For Immediate Release - April 15, 2011

Massachusetts Celebrates "Week of the Young Child"

Early Education and Care Commissioner Sherri Killins highlights ongoing statewide efforts to improve opportunities for all children

Early Education and Care Commissioner Sherri Killins, and Joint Committee on Education House Chair Representative Alice Peisch of Wellesley, visit Knowledge Beginnings in Wellesley

Early Education and Care Commissioner Sherri Killins reads to children at the Knowledge Beginnings program in Wellesley.

BOSTON - Friday, April 15, 2011 -- The Commonwealth of Massachusetts marked several events during "Week of the Young Child", held this year from April 10-16, as a national annual celebration to recognize the various early childhood programs and services across the country. The Commonwealth's participation this year included several events to highlight the state's ongoing efforts to provide high quality learning opportunities for all children as a foundation for future success and collective prosperity for the Commonwealth.

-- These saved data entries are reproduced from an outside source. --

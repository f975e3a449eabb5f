//! Wall-clock time-of-day model.
//!
//! Rotation slots are labeled with plain wall-clock times ("07:00",
//! "23:40"). There is no date component; arithmetic wraps at midnight,
//! which the night shift relies on.

use serde::{Deserialize, Serialize};
use std::fmt;

const MINUTES_PER_DAY: u32 = 24 * 60;

/// A wall-clock time of day with minute resolution.
///
/// Displays as zero-padded "HH:MM".
#[derive(Debug, Clone, Copy, PartialEq, Eq, Hash, PartialOrd, Ord, Serialize, Deserialize)]
pub struct TimeOfDay {
    /// Hour (0-23).
    pub hour: u8,
    /// Minute (0-59).
    pub minute: u8,
}

impl TimeOfDay {
    /// Creates a time of day, normalizing out-of-range components
    /// (25:70 becomes 02:10).
    pub fn new(hour: u8, minute: u8) -> Self {
        Self::from_minutes(u32::from(hour) * 60 + u32::from(minute))
    }

    /// Creates a time of day from minutes past midnight, wrapping at 24h.
    pub fn from_minutes(minutes: u32) -> Self {
        let m = minutes % MINUTES_PER_DAY;
        Self {
            hour: (m / 60) as u8,
            minute: (m % 60) as u8,
        }
    }

    /// Minutes past midnight (0..1440).
    #[inline]
    pub fn minutes_from_midnight(self) -> u32 {
        u32::from(self.hour) * 60 + u32::from(self.minute)
    }

    /// Advances by the given number of minutes, wrapping past midnight.
    pub fn plus_minutes(self, minutes: u32) -> Self {
        Self::from_minutes(self.minutes_from_midnight() + minutes)
    }
}

impl fmt::Display for TimeOfDay {
    fn fmt(&self, f: &mut fmt::Formatter<'_>) -> fmt::Result {
        write!(f, "{:02}:{:02}", self.hour, self.minute)
    }
}

#[cfg(test)]
mod tests {
    use super::*;

    #[test]
    fn test_display_zero_padded() {
        assert_eq!(TimeOfDay::new(7, 0).to_string(), "07:00");
        assert_eq!(TimeOfDay::new(23, 40).to_string(), "23:40");
    }

    #[test]
    fn test_plus_minutes_within_hour() {
        let t = TimeOfDay::new(7, 0).plus_minutes(20);
        assert_eq!(t, TimeOfDay::new(7, 20));
    }

    #[test]
    fn test_plus_minutes_hour_carry() {
        let t = TimeOfDay::new(7, 40).plus_minutes(20);
        assert_eq!(t, TimeOfDay::new(8, 0));
    }

    #[test]
    fn test_plus_minutes_wraps_midnight() {
        let t = TimeOfDay::new(23, 40).plus_minutes(20);
        assert_eq!(t, TimeOfDay::new(0, 0));
    }

    #[test]
    fn test_new_normalizes() {
        assert_eq!(TimeOfDay::new(25, 70), TimeOfDay::new(2, 10));
    }
}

Early Education and Care Commissioner Sherri Killins and Joint Committee on Education House Chair Representative Alice Peisch of Wellesley kicked off the week with a site visit to Knowledge Beginnings in Wellesley to meet with the educators and staff and to tour the classrooms. Commissioner Killins and Representative Peisch participated in literacy activities with the children, including read books and talking to children about their education.

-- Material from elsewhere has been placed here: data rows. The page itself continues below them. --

//! Rotation schedule (output) model.
//!
//! A shift schedule is a presenter-major grid: one row per eligible
//! presenter, one column per 20-minute slot, each cell holding either a
//! table assignment or a break. A daily schedule is exactly three such
//! grids, one per shift.

use serde::{Deserialize, Serialize};
use std::collections::BTreeSet;
use std::fmt;

use super::{Shift, TimeOfDay};

/// What a presenter does during one slot.
#[derive(Debug, Clone, Copy, PartialEq, Eq, Hash, Serialize, Deserialize)]
pub enum Assignment {
    /// Staffing the table with this floor number.
    Table(u32),
    /// Off the floor.
    Break,
}

impl Assignment {
    /// Whether this is a break slot.
    #[inline]
    pub fn is_break(self) -> bool {
        matches!(self, Assignment::Break)
    }

    /// The assigned table number, if any.
    #[inline]
    pub fn table_number(self) -> Option<u32> {
        match self {
            Assignment::Table(n) => Some(n),
            Assignment::Break => None,
        }
    }
}

impl fmt::Display for Assignment {
    fn fmt(&self, f: &mut fmt::Formatter<'_>) -> fmt::Result {
        match self {
            Assignment::Table(n) => write!(f, "Table {n}"),
            Assignment::Break => f.write_str("Break"),
        }
    }
}

/// One presenter's assignment for one time slot.
///
/// The interval is half-open: [time, end_time). Presenter identity is
/// denormalized into every cell so a single row renders without lookups.
#[derive(Debug, Clone, PartialEq, Serialize, Deserialize)]
pub struct RotationSlot {
    /// Slot start (inclusive).
    pub time: TimeOfDay,
    /// Slot end (exclusive).
    pub end_time: TimeOfDay,
    /// Assigned presenter ID.
    pub presenter_id: String,
    /// Assigned presenter name.
    pub presenter_name: String,
    /// Table or break.
    pub assignment: Assignment,
}

/// A complete rotation grid for one shift.
///
/// Rows are ordered by the eligible-presenter order the scheduler was
/// given; every row has the same number of slots. An empty schedule
/// (no rows) means there was nothing to rotate, not that generation failed.
#[derive(Debug, Clone, Default, PartialEq, Serialize, Deserialize)]
pub struct ShiftSchedule {
    /// Presenter-major grid: `rows[presenter][slot]`.
    pub rows: Vec<Vec<RotationSlot>>,
}

impl ShiftSchedule {
    /// Creates an empty schedule.
    pub fn new() -> Self {
        Self::default()
    }

    /// Creates a schedule from a presenter-major grid.
    pub fn from_rows(rows: Vec<Vec<RotationSlot>>) -> Self {
        Self { rows }
    }

    /// Whether the schedule has no rows.
    pub fn is_empty(&self) -> bool {
        self.rows.is_empty()
    }

    /// Number of presenter rows.
    pub fn presenter_count(&self) -> usize {
        self.rows.len()
    }

    /// Number of slots per row (0 for an empty schedule).
    pub fn slot_count(&self) -> usize {
        self.rows.first().map_or(0, Vec::len)
    }

    /// Finds the row for a given presenter.
    pub fn row_for(&self, presenter_id: &str) -> Option<&[RotationSlot]> {
        self.rows
            .iter()
            .find(|row| row.first().is_some_and(|slot| slot.presenter_id == presenter_id))
            .map(Vec::as_slice)
    }

    /// Table numbers staffed at a given slot index, across all rows.
    pub fn tables_at(&self, slot_index: usize) -> BTreeSet<u32> {
        self.rows
            .iter()
            .filter_map(|row| row.get(slot_index))
            .filter_map(|slot| slot.assignment.table_number())
            .collect()
    }

    /// Every table number that appears anywhere in the grid.
    pub fn tables_in_rotation(&self) -> BTreeSet<u32> {
        self.rows
            .iter()
            .flatten()
            .filter_map(|slot| slot.assignment.table_number())
            .collect()
    }

    /// Number of break slots in a row.
    pub fn break_count(&self, row_index: usize) -> usize {
        self.rows.get(row_index).map_or(0, |row| {
            row.iter().filter(|slot| slot.assignment.is_break()).count()
        })
    }
}

/// One day of rotations: all three shifts.
#[derive(Debug, Clone, Default, PartialEq, Serialize, Deserialize)]
pub struct DailySchedule {
    /// The 07:00 shift.
    pub morning: ShiftSchedule,
    /// The 15:00 shift.
    pub afternoon: ShiftSchedule,
    /// The 23:00 shift.
    pub night: ShiftSchedule,
}

impl DailySchedule {
    /// Returns the grid for a given shift.
    pub fn get(&self, shift: Shift) -> &ShiftSchedule {
        match shift {
            Shift::Morning => &self.morning,
            Shift::Afternoon => &self.afternoon,
            Shift::Night => &self.night,
        }
    }
}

"A child's best shot at success and developing the knowledge and skills necessary to become a lifelong learner is access to high quality early education and care programming in the earliest years," said Commissioner Killins. "Massachusetts is firmly committed to expanding opportunities for children and increasing quality and accountability across all programs."

"Programs like Knowledge Beginnings are working hard to increase the quality of their already impressive Early Education and Care, utilizing key supports such as professional development for educators" said Representative Peisch. "I am especially happy to see programs like this providing access to all children. Through the efforts of programs and practitioners such as the ones we met today, we are improving our chances of closing the achievement gap in the early years, leading to greater school readiness for all students."

Increasing access to high quality early education and care and out-of-school programs is a key component in the Patrick-Murray Administration's efforts to close achievement gaps and ensure all students are prepared for future success. Increasing early literacy rates is a top goal. Research shows that experiences early in life shape the architecture of a child's brain. Positive interactive relationships with adults and the community help to build the healthy foundation for a child's future learning that leads to a lifetime of productivity. By targeting support and resources to identify and spread best practices, the Department of Early Education and Care is committed to preparing students for achieving high expectations and assisting families with supporting their children's learning.

On Thursday, Commissioner Killins will participate in Boston's 2011 Early Childhood summit to celebrate Boston's progress toward achieving universal school readiness for all children, and then in the evening will host a community dialogue in Taunton with early education and care providers, community programs, and families in the Southeast region. The forum will highlight key elements in improving children's achievement, including EEC's recent launch of quality rating and improvement system for programs, the early childhood information system in development, and family engagement to support literacy development. On Friday, Commissioner Killins will meet with practitioners, investors, researchers and residents Massachusetts' Promise Neighborhoods on their efforts to prepare children for future academic and workforce success. EEC is supporting the three sites in Worcester, Lawrence and Boston in their work to ensure that children have access to great schools and strong systems of family and community support.

The activities highlighted during the week of the young child are examples of the ongoing efforts year round to support children's development through access to high quality early learning experiences during the critical early years that provide the foundation for their future success. To this end, the Department works to increase educator competencies, improve program quality, support parents and families as their child's first teacher, and promote community engagement efforts. Examples of these efforts include a partnership with the Department of Elementary and Secondary Education to align standards, assessment, and accountability across sectors, and the implementation of a new Professional Qualifications Registry to collect real-time information on over 32,500 educators. Both efforts are key strategies of the Patrick-Murray Administration's agenda to improve opportunities for all children.